Ex parte Faye BUFKIN, Juan De la Cruz and Richard Bowker.
No. 55067.Court of Criminal Appeals of Texas.
July 6, 1977.Michael F. Lynch, Austin, for appellant.
*117 Ronald D. Earle, Dist. Atty., and Richard E. Banks, Asst. Dist. Atty., Jim D. Vollers, State's Atty., and David S. McAngus, Asst. State's Atty., Austin, for the State.
OPINION
GREEN, Commissioner.
This is an appeal by three appellants seeking relief from an order of the 147th District Court of Travis County setting the bail of each at $150,000. Appellants are jointly under indictment for criminal conspiracy to commit capital murder, a first degree felony.

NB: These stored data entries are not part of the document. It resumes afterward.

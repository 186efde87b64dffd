//! Parametric primitives with normals and UVs
//!
//! Every generator builds a unit-sized shape centred on the origin and
//! stretches it by a 3-axis scale. Normals are corrected for non-uniform
//! scale (divided by the scale, then renormalized).

use glam::Vec3;
use std::f32::consts::PI;
use tracing::warn;

use super::{GeneratedMesh, MeshBuilder, MeshBuilderUV, clamp_scale};

const MAX_SEGMENTS: u32 = 128;
const MAX_RINGS: u32 = 128;

/// Position and normal after a non-uniform stretch
fn stretch(position: Vec3, normal: Vec3, scale: Vec3) -> (Vec3, Vec3) {
    (position * scale, (normal / scale).normalize_or_zero())
}

fn add_vertex<M: MeshBuilderUV>(mesh: &mut M, position: Vec3, uv: (f32, f32), normal: Vec3, scale: Vec3) -> u16 {
    let (position, normal) = stretch(position, normal, scale);
    mesh.add_vertex_uv(position, uv, normal)
}

/// Generate a box of size `scale` (unit cube stretched per axis)
///
/// Always 24 vertices (4 per face, unshared so normals stay flat) and
/// 12 triangles. Each face maps the full `[0, 1]` UV square.
pub fn generate_box(scale: [f32; 3]) -> GeneratedMesh {
    let scale = clamp_scale("generate_box", scale);
    let mut mesh = GeneratedMesh::default();
    box_into(&mut mesh, scale);
    mesh
}

fn box_into<M: MeshBuilderUV>(mesh: &mut M, scale: Vec3) {
    // (normal, u axis, v axis) with u × v == normal so quads wind CCW from outside
    let faces = [
        (Vec3::Z, Vec3::X, Vec3::Y),
        (Vec3::NEG_Z, Vec3::NEG_X, Vec3::Y),
        (Vec3::Y, Vec3::X, Vec3::NEG_Z),
        (Vec3::NEG_Y, Vec3::X, Vec3::Z),
        (Vec3::X, Vec3::NEG_Z, Vec3::Y),
        (Vec3::NEG_X, Vec3::Z, Vec3::Y),
    ];
    let corners = [(-1.0, -1.0), (1.0, -1.0), (1.0, 1.0), (-1.0, 1.0)];

    for (normal, u_axis, v_axis) in faces {
        let mut quad = [0u16; 4];
        for (slot, (su, sv)) in quad.iter_mut().zip(corners) {
            let position = (normal + u_axis * su + v_axis * sv) * 0.5;
            let uv = ((su + 1.0) * 0.5, (1.0 - sv) * 0.5);
            *slot = add_vertex(mesh, position, uv, normal, scale);
        }
        mesh.add_triangle(quad[0], quad[1], quad[2]);
        mesh.add_triangle(quad[0], quad[2], quad[3]);
    }
}

/// Generate a plane on XZ (Y = 0) of size `scale.x` × `scale.z`, facing +Y
///
/// Always 4 vertices and 2 triangles; `scale.y` is ignored.
pub fn generate_plane(scale: [f32; 3]) -> GeneratedMesh {
    let scale = clamp_scale("generate_plane", scale);
    let scale = Vec3::new(scale.x, 1.0, scale.z);
    let mut mesh = GeneratedMesh::default();

    let mut quad = [0u16; 4];
    for (i, slot) in quad.iter_mut().enumerate() {
        let u = (i % 2) as f32;
        let v = (i / 2) as f32;
        let position = Vec3::new(u - 0.5, 0.0, v - 0.5);
        *slot = add_vertex(&mut mesh, position, (u, v), Vec3::Y, scale);
    }
    mesh.add_triangle(quad[0], quad[2], quad[1]);
    mesh.add_triangle(quad[1], quad[2], quad[3]);
    mesh
}

/// Generate a UV sphere of diameter `scale` (an ellipsoid when non-uniform)
///
/// Produces `(segments + 1) × (rings + 1)` vertices; the extra column is
/// the UV seam. `segments` is clamped to 3..=128, `rings` to 2..=128 so the
/// vertex count always fits 16-bit indices.
pub fn generate_sphere(scale: [f32; 3], segments: u32, rings: u32) -> GeneratedMesh {
    let scale = clamp_scale("generate_sphere", scale);
    let segments = segments.clamp(3, MAX_SEGMENTS);
    let rings = rings.clamp(2, MAX_RINGS);

    let mut mesh = GeneratedMesh::default();
    for ring in 0..=rings {
        let v = ring as f32 / rings as f32;
        let phi = v * PI;
        for seg in 0..=segments {
            let u = seg as f32 / segments as f32;
            let theta = u * 2.0 * PI;
            let direction = Vec3::new(phi.sin() * theta.cos(), phi.cos(), phi.sin() * theta.sin());
            add_vertex(&mut mesh, direction * 0.5, (u, v), direction, scale);
        }
    }

    let stride = segments + 1;
    for ring in 0..rings {
        for seg in 0..segments {
            let i0 = (ring * stride + seg) as u16;
            let i1 = i0 + 1;
            let i2 = ((ring + 1) * stride + seg) as u16;
            let i3 = i2 + 1;
            mesh.add_triangle(i0, i1, i3);
            mesh.add_triangle(i0, i3, i2);
        }
    }
    mesh
}

/// Generate a (possibly tapered) cylinder of height `scale.y`
///
/// Radii are in unit space (0.5 gives a cylinder as wide as `scale.x`
/// and `scale.z`). The body has `2 × (segments + 1)` vertices; each cap
/// with a non-zero radius adds `1 + 2 × segments`.
pub fn generate_cylinder(
    scale: [f32; 3],
    radius_top: f32,
    radius_bottom: f32,
    segments: u32,
) -> GeneratedMesh {
    let scale = clamp_scale("generate_cylinder", scale);
    let radius_top = non_negative("radius_top", radius_top);
    let radius_bottom = non_negative("radius_bottom", radius_bottom);
    let segments = segments.clamp(3, MAX_SEGMENTS);

    let mut mesh = GeneratedMesh::default();
    let half = 0.5;

    // Slant normal: radial part scaled by the height, vertical part by the taper
    let taper = radius_bottom - radius_top;
    let slant = (1.0 + taper * taper).sqrt();
    let (ny, nr) = (taper / slant, 1.0 / slant);

    let ring_point = |radius: f32, y: f32, theta: f32| {
        Vec3::new(radius * theta.cos(), y, radius * theta.sin())
    };

    for i in 0..=segments {
        let u = i as f32 / segments as f32;
        let theta = u * 2.0 * PI;
        let normal = Vec3::new(nr * theta.cos(), ny, nr * theta.sin());
        add_vertex(&mut mesh, ring_point(radius_bottom, -half, theta), (u, 0.0), normal, scale);
        add_vertex(&mut mesh, ring_point(radius_top, half, theta), (u, 1.0), normal, scale);
    }
    for i in 0..segments {
        let i0 = (i * 2) as u16;
        let i1 = i0 + 1;
        let i2 = i0 + 2;
        let i3 = i0 + 3;
        mesh.add_triangle(i0, i1, i3);
        mesh.add_triangle(i0, i3, i2);
    }

    for (radius, y, normal) in [(radius_bottom, -half, Vec3::NEG_Y), (radius_top, half, Vec3::Y)] {
        if radius <= 0.0 {
            continue;
        }
        let center = add_vertex(&mut mesh, Vec3::new(0.0, y, 0.0), (0.5, 0.5), normal, scale);
        for i in 0..segments {
            let a = i as f32 / segments as f32 * 2.0 * PI;
            let b = (i + 1) as f32 / segments as f32 * 2.0 * PI;
            let cap_uv = |t: f32| (0.5 + 0.5 * t.cos(), 0.5 + 0.5 * t.sin());
            let i0 = add_vertex(&mut mesh, ring_point(radius, y, a), cap_uv(a), normal, scale);
            let i1 = add_vertex(&mut mesh, ring_point(radius, y, b), cap_uv(b), normal, scale);
            // Bottom cap faces -Y, top cap +Y
            if y < 0.0 {
                mesh.add_triangle(center, i0, i1);
            } else {
                mesh.add_triangle(center, i1, i0);
            }
        }
    }
    mesh
}

/// Generate a cone: a cylinder whose top radius is collapsed to a point
pub fn generate_cone(scale: [f32; 3], segments: u32) -> GeneratedMesh {
    generate_cylinder(scale, 0.0, 0.5, segments)
}

fn non_negative(name: &str, value: f32) -> f32 {
    if value.is_nan() || value < 0.0 {
        warn!("generate_cylinder: {} must be >= 0.0, clamping to 0.0", name);
        0.0
    } else {
        value
    }
}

V.T.C.A. Penal Code, Sec. 15.02. Due to their inability to furnish bail in the sum fixed by the court, each is now confined in the county jail of Travis County.
On May 4, 1977, appellants were arrested in Austin and charged with the first degree felony of criminal conspiracy to murder peace officer J. Wolsch. Bail for each appellant was set at $200,000. At a hearing in the 147th District Court on their applications to reduce the amount of bail, the court heard evidence and granted their applications to the limited extent that bail of each was reduced to $150,000.
The only evidence introduced by the State at the hearing was the indictment charging appellants with the aforementioned felony. There was no evidence introduced as to any of the facts or details of the alleged offense.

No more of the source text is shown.